---------- Provided data ----------
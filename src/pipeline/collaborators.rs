/*!
 * Built-in collaborators for the stages that are not part of the core
 * pipeline: text extraction, chapter detection, book assembly and artifact
 * storage. Each sits behind a trait so a richer implementation can be
 * swapped in without touching the runners.
 */

use anyhow::{Context, Result};
use async_trait::async_trait;
use log::debug;
use once_cell::sync::Lazy;
use regex::Regex;
use std::path::{Path, PathBuf};

use crate::database::models::{ChapterDraft, ChapterRecord, ParagraphRecord};
use crate::errors::StageError;

static MARKDOWN_HEADING_RE: Lazy<Regex> =
    Lazy::new(|| Regex::new(r"^#{1,6}\s+\S").expect("Invalid markdown heading regex"));

static CHAPTER_HEADING_RE: Lazy<Regex> = Lazy::new(|| {
    Regex::new(r"(?i)^(chapter|cap[ií]tulo|chapitre|kapitel|capitolo)\s+([0-9]+|[ivxlcdm]+)\b")
        .expect("Invalid chapter heading regex")
});

static WHITESPACE_RE: Lazy<Regex> = Lazy::new(|| Regex::new(r"\s+").expect("Invalid whitespace regex"));

/// Longest line still treated as a chapter heading
const MAX_HEADING_CHARS: usize = 80;

/// Whether a line opens a new chapter
pub fn is_heading(line: &str) -> bool {
    let line = line.trim();
    if line.chars().count() > MAX_HEADING_CHARS {
        return false;
    }
    MARKDOWN_HEADING_RE.is_match(line) || CHAPTER_HEADING_RE.is_match(line)
}

fn heading_title(line: &str) -> String {
    line.trim().trim_start_matches('#').trim().to_string()
}

fn normalize_whitespace(text: &str) -> String {
    WHITESPACE_RE.replace_all(text.trim(), " ").into_owned()
}

// ============================================================================
// Extraction
// ============================================================================

/// Turns a source document into ordered text blocks
#[async_trait]
pub trait TextExtractor: Send + Sync {
    /// Extract text blocks in reading order
    async fn extract(&self, path: &Path) -> Result<Vec<String>, StageError>;
}

/// Extractor for UTF-8 text and Markdown files
#[derive(Debug, Clone)]
pub struct PlainTextExtractor {
    max_bytes: u64,
}

impl PlainTextExtractor {
    /// Create an extractor that rejects files above `max_bytes`
    pub fn new(max_bytes: u64) -> Self {
        Self { max_bytes }
    }

    /// Split text into blocks at blank lines. Heading lines always form a
    /// block of their own.
    pub fn split_blocks(text: &str) -> Vec<String> {
        fn flush(current: &mut Vec<&str>, blocks: &mut Vec<String>) {
            if !current.is_empty() {
                let block = normalize_whitespace(&current.join(" "));
                if !block.is_empty() {
                    blocks.push(block);
                }
                current.clear();
            }
        }

        let mut blocks = Vec::new();
        let mut current: Vec<&str> = Vec::new();

        for line in text.lines() {
            if line.trim().is_empty() {
                flush(&mut current, &mut blocks);
            } else if is_heading(line) {
                flush(&mut current, &mut blocks);
                blocks.push(line.trim().to_string());
            } else {
                current.push(line);
            }
        }
        flush(&mut current, &mut blocks);

        blocks
    }
}

#[async_trait]
impl TextExtractor for PlainTextExtractor {
    async fn extract(&self, path: &Path) -> Result<Vec<String>, StageError> {
        let metadata = tokio::fs::metadata(path)
            .await
            .map_err(|e| StageError::fatal(format!("cannot open {}: {}", path.display(), e)))?;
        if !metadata.is_file() {
            return Err(StageError::fatal(format!("{} is not a file", path.display())));
        }
        if metadata.len() > self.max_bytes {
            return Err(StageError::fatal(format!(
                "{} is {} bytes, limit is {}",
                path.display(),
                metadata.len(),
                self.max_bytes
            )));
        }

        let bytes = tokio::fs::read(path)
            .await
            .map_err(|e| StageError::retryable(format!("failed to read {}: {}", path.display(), e)))?;
        if bytes.contains(&0) {
            return Err(StageError::fatal(format!("{} looks like a binary file", path.display())));
        }
        let text = String::from_utf8(bytes)
            .map_err(|_| StageError::fatal(format!("{} is not valid UTF-8 text", path.display())))?;
        let text = text.trim_start_matches('\u{feff}');

        let blocks = Self::split_blocks(text);
        if blocks.is_empty() {
            return Err(StageError::fatal(format!("{} contains no text", path.display())));
        }

        debug!("Extracted {} blocks from {}", blocks.len(), path.display());
        Ok(blocks)
    }
}

// ============================================================================
// Chaptering
// ============================================================================

/// Groups text blocks into chapters
pub trait Chapterizer: Send + Sync {
    /// Chapters in reading order; chapters without paragraphs are dropped
    fn chapterize(&self, blocks: &[String]) -> Vec<ChapterDraft>;
}

/// Starts a chapter at every heading block
#[derive(Debug, Clone, Default)]
pub struct HeadingChapterizer;

impl Chapterizer for HeadingChapterizer {
    fn chapterize(&self, blocks: &[String]) -> Vec<ChapterDraft> {
        let mut chapters = Vec::new();
        let mut current = ChapterDraft {
            title: None,
            paragraphs: Vec::new(),
        };

        for block in blocks {
            if is_heading(block) {
                let next = ChapterDraft {
                    title: Some(heading_title(block)),
                    paragraphs: Vec::new(),
                };
                let finished = std::mem::replace(&mut current, next);
                if !finished.paragraphs.is_empty() {
                    chapters.push(finished);
                }
            } else {
                current.paragraphs.push(block.clone());
            }
        }
        if !current.paragraphs.is_empty() {
            chapters.push(current);
        }

        chapters
    }
}

// ============================================================================
// Artifact storage
// ============================================================================

/// Storage for per-job output files
#[async_trait]
pub trait ArtifactStore: Send + Sync {
    /// Store `bytes` as `name` for the job, returning the artifact reference
    async fn write(&self, job_id: &str, name: &str, bytes: &[u8]) -> Result<String>;

    /// Read an artifact by reference
    async fn read(&self, reference: &str) -> Result<Vec<u8>>;

    /// Whether an artifact exists
    async fn exists(&self, reference: &str) -> bool;
}

/// Artifacts under `<root>/<job_id>/<name>` on the local file system
#[derive(Debug, Clone)]
pub struct LocalArtifactStore {
    root: PathBuf,
}

impl LocalArtifactStore {
    /// Store rooted at `root`
    pub fn new<P: AsRef<Path>>(root: P) -> Self {
        Self {
            root: root.as_ref().to_path_buf(),
        }
    }

    /// Root directory
    pub fn root(&self) -> &Path {
        &self.root
    }
}

#[async_trait]
impl ArtifactStore for LocalArtifactStore {
    async fn write(&self, job_id: &str, name: &str, bytes: &[u8]) -> Result<String> {
        let dir = self.root.join(job_id);
        tokio::fs::create_dir_all(&dir)
            .await
            .with_context(|| format!("Failed to create artifact directory: {}", dir.display()))?;

        // Write then rename so a crash never leaves a partial artifact
        let path = dir.join(name);
        let tmp = dir.join(format!(".{}.tmp", name));
        tokio::fs::write(&tmp, bytes)
            .await
            .with_context(|| format!("Failed to write artifact: {}", tmp.display()))?;
        tokio::fs::rename(&tmp, &path)
            .await
            .with_context(|| format!("Failed to move artifact into place: {}", path.display()))?;

        Ok(path.to_string_lossy().to_string())
    }

    async fn read(&self, reference: &str) -> Result<Vec<u8>> {
        tokio::fs::read(reference)
            .await
            .with_context(|| format!("Failed to read artifact: {}", reference))
    }

    async fn exists(&self, reference: &str) -> bool {
        tokio::fs::metadata(reference).await.is_ok_and(|m| m.is_file())
    }
}

// ============================================================================
// Assembly
// ============================================================================

/// Turns translated chapters into the book artifact
#[async_trait]
pub trait Assembler: Send + Sync {
    /// Build the book and return its artifact reference
    async fn assemble(
        &self,
        job_id: &str,
        chapters: &[ChapterRecord],
        paragraphs: &[ParagraphRecord],
        store: &dyn ArtifactStore,
    ) -> Result<String, StageError>;
}

/// Writes the translated book as `book.md`
#[derive(Debug, Clone, Default)]
pub struct MarkdownAssembler;

impl MarkdownAssembler {
    /// Render chapters as Markdown. Every paragraph must be translated.
    pub fn render(chapters: &[ChapterRecord], paragraphs: &[ParagraphRecord]) -> Result<String, StageError> {
        let mut out = String::new();

        for chapter in chapters {
            let title = chapter
                .title
                .clone()
                .unwrap_or_else(|| (chapter.chapter_index + 1).to_string());
            out.push_str(&format!("# {}\n\n", title));

            for paragraph in paragraphs.iter().filter(|p| p.chapter_index == chapter.chapter_index) {
                let text = paragraph.translated_text.as_deref().ok_or_else(|| {
                    StageError::fatal(format!(
                        "paragraph {} of chapter {} is not translated",
                        paragraph.position, paragraph.chapter_index
                    ))
                })?;
                out.push_str(text);
                out.push_str("\n\n");
            }
        }

        Ok(out)
    }
}

#[async_trait]
impl Assembler for MarkdownAssembler {
    async fn assemble(
        &self,
        job_id: &str,
        chapters: &[ChapterRecord],
        paragraphs: &[ParagraphRecord],
        store: &dyn ArtifactStore,
    ) -> Result<String, StageError> {
        let book = Self::render(chapters, paragraphs)?;
        let reference = store.write(job_id, "book.md", book.as_bytes()).await?;
        Ok(reference)
    }
}

#[cfg(test)]
mod tests {
    use super::*;

    #[test]
    fn test_isHeading_shouldMatchMarkdownAndChapterLines() {
        assert!(is_heading("# Prólogo"));
        assert!(is_heading("Chapter 12"));
        assert!(is_heading("CAPÍTULO IV: La tormenta"));
        assert!(is_heading("Chapitre 3"));
        assert!(!is_heading("#hashtag"));
        assert!(!is_heading("Chapters of my life were long and full of detail"));
    }

    #[test]
    fn test_splitBlocks_shouldJoinLinesAndIsolateHeadings() {
        let text = "Chapter 1\nThe  first\nline.\n\n\nSecond   block.\n# Part Two\nThird.";
        let blocks = PlainTextExtractor::split_blocks(text);
        assert_eq!(blocks, vec!["Chapter 1", "The first line.", "Second block.", "# Part Two", "Third."]);
    }

    #[test]
    fn test_chapterize_shouldKeepPrefaceAsChapterZeroAndDropEmptyChapters() {
        let blocks: Vec<String> = ["Preface text.", "# One", "# Two", "Body of two."]
            .iter()
            .map(|s| s.to_string())
            .collect();
        let chapters = HeadingChapterizer.chapterize(&blocks);

        assert_eq!(chapters.len(), 2);
        assert_eq!(chapters[0].title, None);
        assert_eq!(chapters[0].paragraphs, vec!["Preface text."]);
        assert_eq!(chapters[1].title.as_deref(), Some("Two"));
    }

    #[tokio::test]
    async fn test_extract_shouldRejectBinaryEmptyAndOversizedInput() {
        let dir = tempfile::tempdir().unwrap();
        let binary = dir.path().join("b.txt");
        let empty = dir.path().join("e.txt");
        let large = dir.path().join("l.txt");
        std::fs::write(&binary, [b'a', 0, b'b']).unwrap();
        std::fs::write(&empty, "  \n\n ").unwrap();
        std::fs::write(&large, "x".repeat(64)).unwrap();

        let extractor = PlainTextExtractor::new(32);
        for path in [&binary, &empty, &large] {
            let err = extractor.extract(path).await.unwrap_err();
            assert!(matches!(err, StageError::Fatal(_)), "{}: {:?}", path.display(), err);
        }
        let missing = extractor.extract(&dir.path().join("none.txt")).await.unwrap_err();
        assert!(matches!(missing, StageError::Fatal(_)));
    }

    #[tokio::test]
    async fn test_extract_withInvalidUtf8_shouldFailFatally() {
        let dir = tempfile::tempdir().unwrap();
        let path = dir.path().join("latin1.txt");
        std::fs::write(&path, [b'c', b'a', b'f', 0xe9]).unwrap();
        let err = PlainTextExtractor::new(1024).extract(&path).await.unwrap_err();
        assert!(matches!(err, StageError::Fatal(_)));
    }

    #[tokio::test]
    async fn test_localArtifactStore_shouldWriteReadAndCheck() {
        let dir = tempfile::tempdir().unwrap();
        let store = LocalArtifactStore::new(dir.path());

        let reference = store.write("job-1", "book.md", b"hola").await.unwrap();
        assert!(reference.ends_with("book.md"));
        assert!(store.exists(&reference).await);
        assert_eq!(store.read(&reference).await.unwrap(), b"hola");
        assert!(!store.exists(&dir.path().join("job-1/other.md").to_string_lossy()).await);
    }

    #[test]
    fn test_render_withUntranslatedParagraph_shouldFail() {
        let chapters = vec![ChapterRecord { chapter_index: 0, title: Some("Uno".into()) }];
        let mut paragraph = ParagraphRecord {
            id: 1,
            chapter_index: 0,
            position: 0,
            source_text: "Hello".into(),
            fingerprint: "fp".into(),
            translated_text: None,
        };
        assert!(MarkdownAssembler::render(&chapters, std::slice::from_ref(&paragraph)).is_err());

        paragraph.translated_text = Some("Hola".into());
        let book = MarkdownAssembler::render(&chapters, &[paragraph]).unwrap();
        assert_eq!(book, "# Uno\n\nHola\n\n");
    }
}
----------
## Problem to solve
What lines in the listing above hold the string "expect"? List them.

## Output
    Lazy::new(|| Regex::new(r"^#{1,6}\s+\S").expect("Invalid markdown heading regex"));
        .expect("Invalid chapter heading regex")
static WHITESPACE_RE: Lazy<Regex> = Lazy::new(|| Regex::new(r"\s+").expect("Invalid whitespace regex"));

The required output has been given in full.